I would think that if you opened each toe and rolled some bandage tape around the toe, making it sort of straight, and left this for a few days, the toes might take a set into the correct position. The bird will not like this.
Consider also the degree of caution you will need to take when removing the bandage.
Carl


----------



## Lin Hansen (Jan 9, 2004)

Hi,

Don't know if this will help, but I tried to copy and paste a previous post concerning splinting toes....hope this works and if it does, hope it helps you.



--------------------------------------------------------------------------------

Hi Robert,

Here is some information that Helen compiled regarding splinting broken toes. You can see the pictures at http://community.webshots.com/user/jujubear29 

Terry
--------------------------------------------

to splint the foot which is bent, give a calcium and vit supplement and hope things turn out ok for the bird, which they usually do. 

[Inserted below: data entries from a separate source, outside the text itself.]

//! Error taxonomy for store, index, and mode lifecycle precondition violations.
//!
//! All variants here are taxonomy (a) failures: programming errors under a
//! correctly wired dispatcher. They fail the single call that triggered them
//! and are never retried internally. Soft per-feature rejections during bulk
//! load are reported through [`crate::store::LoadResult`] instead, and
//! geometric rejections (self-intersection, out-of-sector pointer movement)
//! are silent no-ops, not errors.

use crate::geometry::FeatureId;
use crate::modes::ModeState;
use thiserror::Error;

/// Errors raised by [`crate::store::FeatureStore`] mutation methods.
#[derive(Debug, Error)]
pub enum StoreError {
    #[error("feature '{0}' does not exist in the store")]
    NotFound(FeatureId),

    #[error("identifier strategy produced colliding id '{0}'")]
    IdCollision(FeatureId),

    #[error("invalid feature: {0}")]
    InvalidFeature(String),

    #[error(transparent)]
    Index(#[from] IndexError),
}

/// Errors raised by [`crate::store::SpatialIndex`] operations.
#[derive(Debug, Error)]
pub enum IndexError {
    #[error("feature '{0}' is already indexed; remove it before re-inserting")]
    DuplicateNode(FeatureId),

    #[error("feature '{0}' has no index node")]
    UnknownNode(FeatureId),

    #[error("bulk load batch contains duplicate id '{0}'")]
    DuplicateInLoad(FeatureId),
}

/// Errors raised by mode lifecycle transitions.
#[derive(Debug, Error)]
pub enum ModeError {
    #[error("mode '{0}' is already registered")]
    AlreadyRegistered(&'static str),

    #[error("mode '{0}' has not been registered")]
    NotRegistered(&'static str),

    #[error("mode '{mode}' cannot transition from {from} to {to}")]
    InvalidTransition {
        mode: &'static str,
        from: ModeState,
        to: ModeState,
    },
}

Here's a series of photos I took of the splinting procedure. At no time will you see both hands in the piccy as I did the job single handedly and took the photo in the process.

This first one shows how to prepare a splint from an ice lolly stick. Cut a notch in one end and fit the hind toe into the groove. Measure the length of lolly stick required and cut off.

Prepare finished splint by cutting a notch in the other end then sand paper smooth, not forgetting to sand in the grooves
fit hind and middle foretoe in the grooves and tape down firmly with micropore

Line up the two outer toes alongside the taped middle toe and tape them firmly to the stick.

should be a perfect splint on which the bird can stand and walk. This can be left on for anything up to a week. 


[This message has been edited by TAWhatley (edited March 01, 2004).]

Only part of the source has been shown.